The amount of information available on the selected compounds varied widely but previously studied molecules were all found to exhibit a wide range of biological activities. In addition to alpha-glucosidase inhibition, interestingly four of the selected compounds (rhaponticin, procyanidins, alaternin and mulberrofuran K) showed broader anti-diabetic activities that contributed to improved insulin signaling. Such molecules can be very promising in the development of a single drug resulting in shortened therapy and increased efficiency in controlling glycemia. However, more pre-clinical and clinical studies on these molecules are needed to determine their mechanisms of inhibition, pharmacokinetics and toxicology. Very few studies if any investigated the bioactivity of these molecules in vivo as well as the long-term toxicological assessment of these compounds. In addition, the pharmacokinetic properties of the promising compounds need to be investigated in the frame of their application as alpha-glucosidase inhibitors. For example, the carbohydrate composition of a meal can have a strong effect on gastric secretions and hepatic blood flow which diretly affects flavonoid absorption (Schramm et al. 2003). The stability of the selected compounds under gastro-intestinal conditions is therefore a key factor to be investigated. Plant-derived molecules are also known to interfere with the absorption and metabolism of other pharmaceutical agents (Sprouse and van Breemen 2016). It is therefore important to investigate this aspect especially if the described molecules will be used as supplements for the enhancement of existing therapies.

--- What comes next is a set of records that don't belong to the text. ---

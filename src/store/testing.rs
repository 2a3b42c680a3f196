use std::sync::atomic::{AtomicU32, Ordering};

use async_trait::async_trait;

use super::memory::MemoryStore;
use super::{PaperStore, StoreError};
use crate::models::{CrawlSession, Paper, PaperQueryLink, SearchQuery};

/// Wraps a [`MemoryStore`] and fails chosen writes with a backend error.
#[derive(Default)]
pub struct FailingStore {
    pub inner: MemoryStore,
    fail_upserts: bool,
    /// 1-based `save_query` call that fails.
    failing_query_save: Option<u32>,
    /// 1-based `save_session` call that fails.
    failing_session_save: Option<u32>,
    query_saves: AtomicU32,
    session_saves: AtomicU32,
}

fn disk_full() -> StoreError {
    StoreError::Backend(anyhow::anyhow!("disk full"))
}

impl FailingStore {
    pub fn rejecting_papers() -> Self {
        Self {
            fail_upserts: true,
            ..Default::default()
        }
    }

    pub fn failing_query_save(call: u32) -> Self {
        Self {
            failing_query_save: Some(call),
            ..Default::default()
        }
    }

    pub fn failing_session_save(call: u32) -> Self {
        Self {
            failing_session_save: Some(call),
            ..Default::default()
        }
    }
}

#[async_trait]
impl PaperStore for FailingStore {
    async fn find_by_doi(&self, doi: &str) -> Result<Option<Paper>, StoreError> {
        self.inner.find_by_doi(doi).await
    }

    async fn find_by_title(&self, title: &str) -> Result<Option<Paper>, StoreError> {
        self.inner.find_by_title(title).await
    }

    async fn find_by_id(&self, id: &str) -> Result<Option<Paper>, StoreError> {
        self.inner.find_by_id(id).await
    }

    async fn upsert(&self, paper: &Paper) -> Result<(), StoreError> {
        if self.fail_upserts {
            return Err(disk_full());
        }
        self.inner.upsert(paper).await
    }

    async fn link_to_query(&self, p: &str, q: &str, d: u32) -> Result<bool, StoreError> {
        self.inner.link_to_query(p, q, d).await
    }

    async fn list_for_query(&self, q: &str) -> Result<Vec<Paper>, StoreError> {
        self.inner.list_for_query(q).await
    }

    async fn list_links(&self, q: &str) -> Result<Vec<PaperQueryLink>, StoreError> {
        self.inner.list_links(q).await
    }

    async fn save_query(&self, query: &SearchQuery) -> Result<(), StoreError> {
        let call = self.query_saves.fetch_add(1, Ordering::SeqCst) + 1;
        if self.failing_query_save == Some(call) {
            return Err(disk_full());
        }
        self.inner.save_query(query).await
    }

    async fn get_query(&self, id: &str) -> Result<Option<SearchQuery>, StoreError> {
        self.inner.get_query(id).await
    }

    async fn save_session(&self, s: &CrawlSession) -> Result<(), StoreError> {
        let call = self.session_saves.fetch_add(1, Ordering::SeqCst) + 1;
        if self.failing_session_save == Some(call) {
            return Err(disk_full());
        }
        self.inner.save_session(s).await
    }

    async fn session_for_query(&self, q: &str) -> Result<Option<CrawlSession>, StoreError> {
        self.inner.session_for_query(q).await
    }
}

Available infomartion showed overall poor bioavailability, low stability and rapid metabolism which has a negative impact on the efficiency of the natural compounds as future antidiabetic agents. However, the alpha-glucosidase inhibitors identified in this review are small molecules and their use as drugs has several advantages. The pharmacokinetics and pharmacodynamics of such molecules are more easily determined leading to optimal dosage and more understanding of potential side effect and drug-drug interactions. Small molecules can also be produced by chemical synthesis limiting variations in their composition. In addition, by chemical synthesis, the stability, solubility and bioavailability of the end drug can be improved.

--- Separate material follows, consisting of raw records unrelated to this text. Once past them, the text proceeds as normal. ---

use std::collections::HashSet;
use std::sync::Arc;
use std::time::Duration;

use serde::Serialize;
use tokio_util::sync::CancellationToken;

use crate::apis::PaperSource;
use crate::crawler::CrawlError;
use crate::dedup::{dedup_papers, Reconciler};
use crate::models::{ExternalId, IdentityKey, Paper};
use crate::store::PaperStore;

/// Bounds on the reference walk.
#[derive(Debug, Clone)]
pub struct ExplorerLimits {
    /// References taken from each frontier paper.
    pub per_paper: usize,
    /// Candidates fetched per level, across all frontier papers.
    pub per_level: usize,
    /// Pause between consecutive fetches within a level.
    pub request_delay: Duration,
}

impl Default for ExplorerLimits {
    fn default() -> Self {
        Self {
            per_paper: 10,
            per_level: 50,
            request_delay: Duration::from_millis(1000),
        }
    }
}

#[derive(Debug, Clone, Default, Serialize)]
pub struct LevelReport {
    pub depth: u32,
    pub candidates: usize,
    pub fetched: usize,
    pub new_papers: usize,
}

#[derive(Debug, Clone, Default, Serialize)]
pub struct ExplorationReport {
    pub levels: Vec<LevelReport>,
}

impl ExplorationReport {
    pub fn new_papers(&self) -> usize {
        self.levels.iter().map(|l| l.new_papers).sum()
    }
}

/// Breadth-first expansion of a query's papers along their references.
pub struct ReferenceExplorer<'a> {
    sources: &'a [Arc<dyn PaperSource>],
    store: &'a dyn PaperStore,
    reconciler: &'a Reconciler,
    limits: ExplorerLimits,
}

/// Identities and DOIs of everything already linked to the query.
#[derive(Default)]
struct Known {
    identities: HashSet<IdentityKey>,
    dois: HashSet<String>,
}

impl Known {
    fn insert(&mut self, paper: &Paper) {
        self.identities.insert(paper.identity().clone());
        if let Some(doi) = paper.doi_key() {
            self.dois.insert(doi);
        }
    }

    fn contains(&self, paper: &Paper) -> bool {
        self.identities.contains(paper.identity())
            || paper.doi_key().is_some_and(|d| self.dois.contains(&d))
    }
}

impl<'a> ReferenceExplorer<'a> {
    pub fn new(
        sources: &'a [Arc<dyn PaperSource>],
        store: &'a dyn PaperStore,
        reconciler: &'a Reconciler,
        limits: ExplorerLimits,
    ) -> Self {
        Self {
            sources,
            store,
            reconciler,
            limits,
        }
    }

    /// Walk outward from `seeds` (the depth-0 papers) for at most `max_depth` levels.
    ///
    /// Each level stops the walk early if it discovers nothing new. Papers already linked
    /// to the query are never fetched or linked again, which also terminates cycles.
    pub async fn explore(
        &self,
        query_id: &str,
        seeds: Vec<Paper>,
        max_depth: u32,
        cancel: &CancellationToken,
    ) -> Result<ExplorationReport, CrawlError> {
        let mut known = Known::default();
        for paper in self.store.list_for_query(query_id).await? {
            known.insert(&paper);
        }

        let mut report = ExplorationReport::default();
        let mut frontier = seeds;
        let mut depth = 1;
        while depth <= max_depth && !frontier.is_empty() {
            let candidates = self.candidates(&frontier, &known);
            tracing::info!(depth, candidates = candidates.len(), "Exploring reference level");

            let mut fetched = Vec::new();
            for (i, id) in candidates.iter().enumerate() {
                if cancel.is_cancelled() {
                    return Err(CrawlError::Cancelled);
                }
                if i > 0 && !self.limits.request_delay.is_zero() {
                    tokio::select! {
                        _ = tokio::time::sleep(self.limits.request_delay) => {}
                        _ = cancel.cancelled() => return Err(CrawlError::Cancelled),
                    }
                }
                if let Some(paper) = self.resolve(id).await {
                    fetched.push(paper);
                }
            }

            let mut level = LevelReport {
                depth,
                candidates: candidates.len(),
                fetched: fetched.len(),
                new_papers: 0,
            };
            let mut discovered = Vec::new();
            for paper in dedup_papers(fetched) {
                if known.contains(&paper) {
                    continue;
                }
                let stored = self.reconciler.reconcile(paper).await?;
                if self.store.link_to_query(&stored.id, query_id, depth).await? {
                    known.insert(&stored);
                    discovered.push(stored);
                } else {
                    tracing::debug!(id = %stored.id, "Reference already linked to query");
                }
            }
            level.new_papers = discovered.len();
            report.levels.push(level);

            frontier = discovered;
            depth += 1;
        }
        Ok(report)
    }

    /// Up to `per_paper` references from each frontier paper, in frontier order, capped at
    /// `per_level`. Unresolvable ids and DOIs already known to the query are skipped.
    fn candidates(&self, frontier: &[Paper], known: &Known) -> Vec<ExternalId> {
        let mut seen = HashSet::new();
        let mut out = Vec::new();
        for raw in frontier
            .iter()
            .flat_map(|p| p.references.iter().take(self.limits.per_paper))
        {
            let Some(id) = ExternalId::classify(raw) else {
                tracing::debug!(reference = %raw, "Skipping unresolvable reference id");
                continue;
            };
            if let ExternalId::Doi(doi) = &id {
                if known.dois.contains(&doi.to_lowercase()) {
                    continue;
                }
            }
            let dedup_key = match &id {
                ExternalId::Doi(doi) => ExternalId::Doi(doi.to_lowercase()),
                other => other.clone(),
            };
            if seen.insert(dedup_key) {
                out.push(id);
                if out.len() >= self.limits.per_level {
                    break;
                }
            }
        }
        out
    }

    /// Fetch a candidate from the first source that can resolve it. Sources that report
    /// the lookup as unsupported are skipped; misses and errors drop the candidate.
    async fn resolve(&self, id: &ExternalId) -> Option<Paper> {
        for source in self.sources.iter().filter(|s| s.resolves(id)) {
            match source.get_by_external_id(id).await {
                Ok(Some(paper)) => return Some(paper),
                Ok(None) => {
                    tracing::debug!(source = source.name(), %id, "Reference not found");
                    return None;
                }
                Err(e) if e.is_unsupported() => continue,
                Err(e) => {
                    tracing::debug!(source = e.provider(), %id, "Dropping reference: {}", e);
                    return None;
                }
            }
        }
        tracing::debug!(%id, "No source resolves reference");
        None
    }
}

#[cfg(test)]
mod tests {
    use super::*;
    use crate::apis::testing::{FakeSource, SearchBehavior};
    use crate::store::memory::MemoryStore;
    use std::sync::atomic::Ordering;

    fn cited(title: &str, doi: &str, refs: &[&str]) -> Paper {
        let mut p = Paper::new("fake", title, Some(doi)).unwrap();
        for r in refs {
            p.add_reference(*r);
        }
        p
    }

    fn limits() -> ExplorerLimits {
        ExplorerLimits {
            request_delay: Duration::ZERO,
            ..Default::default()
        }
    }

    async fn seed(store: &MemoryStore, reconciler: &Reconciler, paper: Paper, query: &str) -> Paper {
        let stored = reconciler.reconcile(paper).await.unwrap();
        assert!(store.link_to_query(&stored.id, query, 0).await.unwrap());
        stored
    }

    #[tokio::test]
    async fn test_citation_cycle_terminates() {
        let x = cited("Paper X", "10.1/x", &["10.1/y"]);
        let y = cited("Paper Y", "10.1/y", &["10.1/X"]);
        let source = Arc::new(
            FakeSource::new("fake", SearchBehavior::Unsupported)
                .with_lookup("10.1/y", y)
                .with_lookup("10.1/x", x.clone()),
        );
        let sources: Vec<Arc<dyn PaperSource>> = vec![source.clone()];
        let store = Arc::new(MemoryStore::new());
        let reconciler = Reconciler::new(store.clone());
        let seeded = seed(&store, &reconciler, x, "q").await;

        let explorer = ReferenceExplorer::new(&sources, store.as_ref(), &reconciler, limits());
        let report = explorer
            .explore("q", vec![seeded], 2, &CancellationToken::new())
            .await
            .unwrap();

        assert_eq!(report.levels.len(), 2);
        assert_eq!(report.levels[0].new_papers, 1);
        assert_eq!(report.levels[1].new_papers, 0);
        // X is known, so depth 2 never fetches it.
        assert_eq!(source.lookup_calls.load(Ordering::SeqCst), 1);

        let links = store.list_links("q").await.unwrap();
        assert_eq!(links.iter().map(|l| l.depth).collect::<Vec<_>>(), vec![0, 1]);
    }

    #[tokio::test]
    async fn test_depth_cap_is_honored() {
        let a = cited("A", "10.1/a", &["10.1/b"]);
        let b = cited("B", "10.1/b", &["10.1/c"]);
        let c = cited("C", "10.1/c", &["10.1/d"]);
        let d = cited("D", "10.1/d", &[]);
        let sources: Vec<Arc<dyn PaperSource>> = vec![Arc::new(
            FakeSource::new("fake", SearchBehavior::Unsupported)
                .with_lookup("10.1/b", b)
                .with_lookup("10.1/c", c)
                .with_lookup("10.1/d", d),
        )];
        let store = Arc::new(MemoryStore::new());
        let reconciler = Reconciler::new(store.clone());
        let seeded = seed(&store, &reconciler, a, "q").await;

        let explorer = ReferenceExplorer::new(&sources, store.as_ref(), &reconciler, limits());
        let report = explorer
            .explore("q", vec![seeded], 2, &CancellationToken::new())
            .await
            .unwrap();

        assert_eq!(report.new_papers(), 2);
        let links = store.list_links("q").await.unwrap();
        assert!(links.iter().all(|l| l.depth <= 2));
        assert_eq!(links.len(), 3);
    }

    #[tokio::test]
    async fn test_candidate_caps() {
        let refs: Vec<String> = (0..15).map(|i| format!("10.1/r{}", i)).collect();
        let refs: Vec<&str> = refs.iter().map(String::as_str).collect();
        let frontier: Vec<Paper> = (0..8)
            .map(|i| cited(&format!("Seed {}", i), &format!("10.2/s{}", i), &refs))
            .collect();

        let sources: Vec<Arc<dyn PaperSource>> = Vec::new();
        let store = Arc::new(MemoryStore::new());
        let reconciler = Reconciler::new(store.clone());
        let explorer = ReferenceExplorer::new(&sources, store.as_ref(), &reconciler, limits());

        // Every seed cites the same 15 works: only the first 10 of each are taken.
        let candidates = explorer.candidates(&frontier, &Known::default());
        assert_eq!(candidates.len(), 10);

        let distinct: Vec<Paper> = (0..8)
            .map(|i| {
                let refs: Vec<String> = (0..15).map(|j| format!("10.3/{}-{}", i, j)).collect();
                let refs: Vec<&str> = refs.iter().map(String::as_str).collect();
                cited(&format!("Other {}", i), &format!("10.4/o{}", i), &refs)
            })
            .collect();
        let candidates = explorer.candidates(&distinct, &Known::default());
        assert_eq!(candidates.len(), 50);
        assert_eq!(candidates[0], ExternalId::Doi("10.3/0-0".into()));
    }

    #[tokio::test]
    async fn test_unresolvable_and_failed_references_are_dropped() {
        let seed_paper = cited("Seed", "10.1/seed", &["not-an-id", "10.1/missing", "arxiv:2101.00001"]);
        let sources: Vec<Arc<dyn PaperSource>> =
            vec![Arc::new(FakeSource::new("fake", SearchBehavior::Unsupported))];
        let store = Arc::new(MemoryStore::new());
        let reconciler = Reconciler::new(store.clone());
        let seeded = seed(&store, &reconciler, seed_paper, "q").await;

        let explorer = ReferenceExplorer::new(&sources, store.as_ref(), &reconciler, limits());
        let report = explorer
            .explore("q", vec![seeded], 3, &CancellationToken::new())
            .await
            .unwrap();
        assert_eq!(report.levels.len(), 1);
        assert_eq!(report.levels[0].candidates, 2);
        assert_eq!(report.levels[0].fetched, 0);
    }

    #[tokio::test]
    async fn test_cancelled_walk_returns_error() {
        let seed_paper = cited("Seed", "10.1/seed", &["10.1/a"]);
        let sources: Vec<Arc<dyn PaperSource>> =
            vec![Arc::new(FakeSource::new("fake", SearchBehavior::Unsupported))];
        let store = Arc::new(MemoryStore::new());
        let reconciler = Reconciler::new(store.clone());
        let cancel = CancellationToken::new();
        cancel.cancel();

        let explorer = ReferenceExplorer::new(&sources, store.as_ref(), &reconciler, limits());
        let err = explorer
            .explore("q", vec![seed_paper], 1, &cancel)
            .await
            .unwrap_err();
        assert!(matches!(err, CrawlError::Cancelled));
    }
}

The structural differences between the potent inhibitors identified in this review and acarbose elucidated different modes of inhibition and sites of interaction with the enzyme. The ability to bind to different regions of the enzyme other than the active site allows the noncompetitive or mixed inhibition of the enzyme by these phytochemicals compared to acarbose. This gives the identified phytochemicals a broader inhibitrion specificity and makes them less affected by increased substrate concentrations. However, the nature of interaction and the exact amino acid residues involved are still to be determined for most of the identified molecules.

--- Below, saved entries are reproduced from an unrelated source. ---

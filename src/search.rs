use std::sync::Arc;
use std::time::Duration;

use serde::Serialize;
use tokio_util::sync::CancellationToken;

use crate::apis::{PaperSource, SourceError};
use crate::models::{Paper, SearchQuery};

/// A source that contributed nothing because its call failed.
#[derive(Debug, Clone, Serialize)]
pub struct SourceFailure {
    pub source: String,
    pub message: String,
}

#[derive(Debug, Default)]
pub struct FanOutResult {
    /// Concatenated results in source order. Duplicates are expected.
    pub papers: Vec<Paper>,
    pub failures: Vec<SourceFailure>,
    /// Total match counts as reported by each source that answered.
    pub reported_totals: Vec<(String, u64)>,
}

/// Per-source cap: the global cap split evenly, rounded up.
pub fn per_source_cap(max_results: u32, sources: usize) -> u32 {
    if sources == 0 {
        return max_results;
    }
    max_results.div_ceil(sources as u32).max(1)
}

/// Query every source in parallel and combine whatever succeeds.
///
/// Results are combined in the order of `sources`, not completion order. A failing or
/// timed-out source contributes nothing and is reported in `failures`.
pub async fn fan_out_search(
    sources: &[Arc<dyn PaperSource>],
    query: &SearchQuery,
    source_timeout: Duration,
    cancel: &CancellationToken,
) -> FanOutResult {
    let mut result = FanOutResult::default();
    if sources.is_empty() {
        return result;
    }

    let per_source = per_source_cap(query.max_results, sources.len());
    let mut handles = sources
        .iter()
        .map(|source| {
            let source = Arc::clone(source);
            let name = source.name();
            let keywords = query.keywords.clone();
            let filters = query.filters.clone();
            let handle = tokio::spawn(async move {
                let call = source.search(&keywords, &filters, per_source);
                match tokio::time::timeout(source_timeout, call).await {
                    Ok(outcome) => outcome,
                    Err(_) => Err(SourceError::Timeout {
                        provider: source.name(),
                    }),
                }
            });
            (name, handle)
        })
        .collect::<Vec<_>>()
        .into_iter();

    while let Some((name, handle)) = handles.next() {
        let abort = handle.abort_handle();
        let joined = tokio::select! {
            joined = handle => joined,
            _ = cancel.cancelled() => {
                abort.abort();
                for (_, rest) in handles.by_ref() {
                    rest.abort();
                }
                tracing::info!("Fan-out search cancelled");
                break;
            }
        };

        match joined {
            Ok(Ok(page)) => {
                let fetched = page.papers.len();
                let admitted: Vec<Paper> = page
                    .papers
                    .into_iter()
                    .filter(|p| query.filters.admits(p))
                    .collect();
                tracing::debug!(
                    source = name,
                    fetched,
                    admitted = admitted.len(),
                    total = ?page.total_results,
                    "Source search finished"
                );
                if let Some(total) = page.total_results {
                    result.reported_totals.push((name.to_string(), total));
                }
                result.papers.extend(admitted);
            }
            Ok(Err(e)) if e.is_unsupported() => {
                tracing::debug!(source = name, "Source does not support search");
            }
            Ok(Err(e)) => {
                tracing::warn!(source = e.provider(), "Source search failed: {}", e);
                result.failures.push(SourceFailure {
                    source: name.to_string(),
                    message: e.to_string(),
                });
            }
            Err(e) => {
                tracing::warn!("Source task panicked: {}", e);
                result.failures.push(SourceFailure {
                    source: name.to_string(),
                    message: format!("task failed: {}", e),
                });
            }
        }
    }

    result
}
use std::sync::Arc;
use std::time::Duration;

use chrono::Utc;
use tokio_util::sync::CancellationToken;

use crate::apis::PaperSource;
use crate::dedup::{dedup_papers, Reconciler};
use crate::models::{CrawlSession, QueryStatus, SearchQuery};
use crate::references::{ExplorerLimits, ReferenceExplorer};
use crate::screening::{ResearchContext, ScreeningGate};
use crate::search::fan_out_search;
use crate::session::SessionTracker;
use crate::store::{PaperStore, StoreError};

#[derive(Debug, thiserror::Error)]
pub enum CrawlError {
    #[error("query has no usable keywords")]
    InvalidQuery,
    #[error("crawl was cancelled")]
    Cancelled,
    #[error("persistence failure: {0}")]
    Store(#[from] StoreError),
}

#[derive(Debug, Clone)]
pub struct CrawlOptions {
    /// Upper bound on a query's own `max_results`.
    pub max_results: u32,
    pub source_timeout: Duration,
    pub limits: ExplorerLimits,
    /// Run screening and analysis when a classifier is attached.
    pub analyze: bool,
}

impl Default for CrawlOptions {
    fn default() -> Self {
        Self {
            max_results: 200,
            source_timeout: Duration::from_secs(30),
            limits: ExplorerLimits::default(),
            analyze: true,
        }
    }
}

/// Runs queries end to end: search, merge, persist, expand references, screen.
pub struct Crawler {
    sources: Vec<Arc<dyn PaperSource>>,
    store: Arc<dyn PaperStore>,
    reconciler: Reconciler,
    gate: Option<ScreeningGate>,
    options: CrawlOptions,
}

impl Crawler {
    pub fn new(
        sources: Vec<Arc<dyn PaperSource>>,
        store: Arc<dyn PaperStore>,
        options: CrawlOptions,
    ) -> Self {
        Self {
            reconciler: Reconciler::new(store.clone()),
            sources,
            store,
            gate: None,
            options,
        }
    }

    pub fn with_screening(mut self, gate: ScreeningGate) -> Self {
        self.gate = Some(gate);
        self
    }

    pub fn store(&self) -> &Arc<dyn PaperStore> {
        &self.store
    }

    pub fn sources(&self) -> &[Arc<dyn PaperSource>] {
        &self.sources
    }

    /// Execute one run of `query` and return its finished session.
    ///
    /// Source failures are recorded on the session and tolerated. Anything else (store
    /// failures, cancellation, an unusable query) fails the session and the query, and is
    /// returned to the caller.
    pub async fn run(
        &self,
        mut query: SearchQuery,
        cancel: &CancellationToken,
    ) -> Result<CrawlSession, CrawlError> {
        query.max_results = query.max_results.min(self.options.max_results);
        query.set_status(QueryStatus::Running);
        self.store.save_query(&query).await?;
        let mut tracker = match SessionTracker::start(self.store.clone(), &query.id).await {
            Ok(tracker) => tracker,
            Err(e) => {
                self.mark_failed(&mut query).await;
                return Err(e.into());
            }
        };

        let outcome = match self.execute(&query, &mut tracker, cancel).await {
            Ok(()) => {
                query.paper_count = tracker.session().papers_found;
                query.set_status(QueryStatus::Completed);
                self.store.save_query(&query).await.map_err(CrawlError::from)
            }
            Err(e) => Err(e),
        };

        match outcome {
            Ok(()) => match tracker.complete().await {
                Ok(session) => Ok(session),
                Err(e) => {
                    // The tracker has already fallen back to a failed session.
                    tracing::error!(query = %query.id, "Crawl could not be recorded: {}", e);
                    self.mark_failed(&mut query).await;
                    Err(e.into())
                }
            },
            Err(e) => {
                tracing::error!(query = %query.id, "Crawl failed: {}", e);
                query.paper_count = tracker.session().papers_found;
                self.mark_failed(&mut query).await;
                if let Err(save) = tracker.fail(e.to_string()).await {
                    tracing::warn!("Failed to record session failure: {}", save);
                }
                Err(e)
            }
        }
    }

    async fn mark_failed(&self, query: &mut SearchQuery) {
        query.set_status(QueryStatus::Failed);
        if let Err(save) = self.store.save_query(query).await {
            tracing::warn!("Failed to record query failure: {}", save);
        }
    }

    async fn execute(
        &self,
        query: &SearchQuery,
        tracker: &mut SessionTracker,
        cancel: &CancellationToken,
    ) -> Result<(), CrawlError> {
        if !query.has_keywords() {
            return Err(CrawlError::InvalidQuery);
        }

        let found =
            fan_out_search(&self.sources, query, self.options.source_timeout, cancel).await;
        if cancel.is_cancelled() {
            return Err(CrawlError::Cancelled);
        }
        for failure in &found.failures {
            tracker.record_error(format!("{}: {}", failure.source, failure.message));
        }
        let merged = dedup_papers(found.papers);
        tracing::info!(
            query = %query.id,
            papers = merged.len(),
            reported_total = found.reported_totals.iter().map(|(_, t)| t).sum::<u64>(),
            failed_sources = found.failures.len(),
            "Search phase finished"
        );

        let mut seeds = Vec::with_capacity(merged.len());
        for paper in merged {
            let stored = self.reconciler.reconcile(paper).await?;
            if self.store.link_to_query(&stored.id, &query.id, 0).await? {
                seeds.push(stored);
            }
        }
        self.refresh_found(query, tracker).await?;

        if query.include_references && query.max_reference_depth > 0 {
            let explorer = ReferenceExplorer::new(
                &self.sources,
                self.store.as_ref(),
                &self.reconciler,
                self.options.limits.clone(),
            );
            let report = explorer
                .explore(&query.id, seeds, query.max_reference_depth, cancel)
                .await?;
            tracing::info!(
                query = %query.id,
                levels = report.levels.len(),
                new_papers = report.new_papers(),
                "Reference expansion finished"
            );
            self.refresh_found(query, tracker).await?;
        }

        if let Some(gate) = self.gate.as_ref().filter(|_| self.options.analyze) {
            self.screen_and_analyze(gate, query, tracker, cancel).await?;
        }
        Ok(())
    }

    async fn screen_and_analyze(
        &self,
        gate: &ScreeningGate,
        query: &SearchQuery,
        tracker: &mut SessionTracker,
        cancel: &CancellationToken,
    ) -> Result<(), CrawlError> {
        let context = ResearchContext::from_query(query);
        for mut paper in self.store.list_for_query(&query.id).await? {
            if cancel.is_cancelled() {
                return Err(CrawlError::Cancelled);
            }
            if paper.analysis.is_some() {
                continue;
            }
            let decision = gate.screen(&paper, &context).await;
            if !decision.should_analyze {
                tracing::debug!(id = %paper.id, reason = %decision.reason, "Screened out");
                continue;
            }
            paper.analysis = Some(gate.analyze(&paper, &context).await);
            paper.updated_at = Utc::now();
            self.store.upsert(&paper).await?;
            tracker.add_analyzed();
        }
        tracker.checkpoint().await?;
        Ok(())
    }

    async fn refresh_found(
        &self,
        query: &SearchQuery,
        tracker: &mut SessionTracker,
    ) -> Result<(), CrawlError> {
        let linked = self.store.list_links(&query.id).await?.len();
        tracker.set_papers_found(linked as u32);
        tracker.checkpoint().await?;
        Ok(())
    }
}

By comparing the inhibitory potential of structurally similar compounds, the functional groups responsible for enhanced activity were also hightlighted. The hydroxyl hydrogen atoms of the inhibitor interact by hydrogen bonding with oxygen atoms of the surrounding amino acids (Lu et al. 2020). The position and the number of hydroxyl groups was therefore found to determine the binding capacity and inhibitory potential of a molecule. As revealed in this review, the nature of this interaction broadens the range of molecules that can potentially inhibit alpha-glucosidase. The identification of these groups and the comparison between the various enzyme-inhibitor structures will help determine the critical binding sites of the enzyme and can be promising for the design of semi-synthetic drugs with optimized functional features and improved inhibitory activity.

Collectively based on what was presented, promising plants and compounds described in this review could be lead drug candidates for the future design of novel compounds useful in the management or treatment of type-2 diabetes.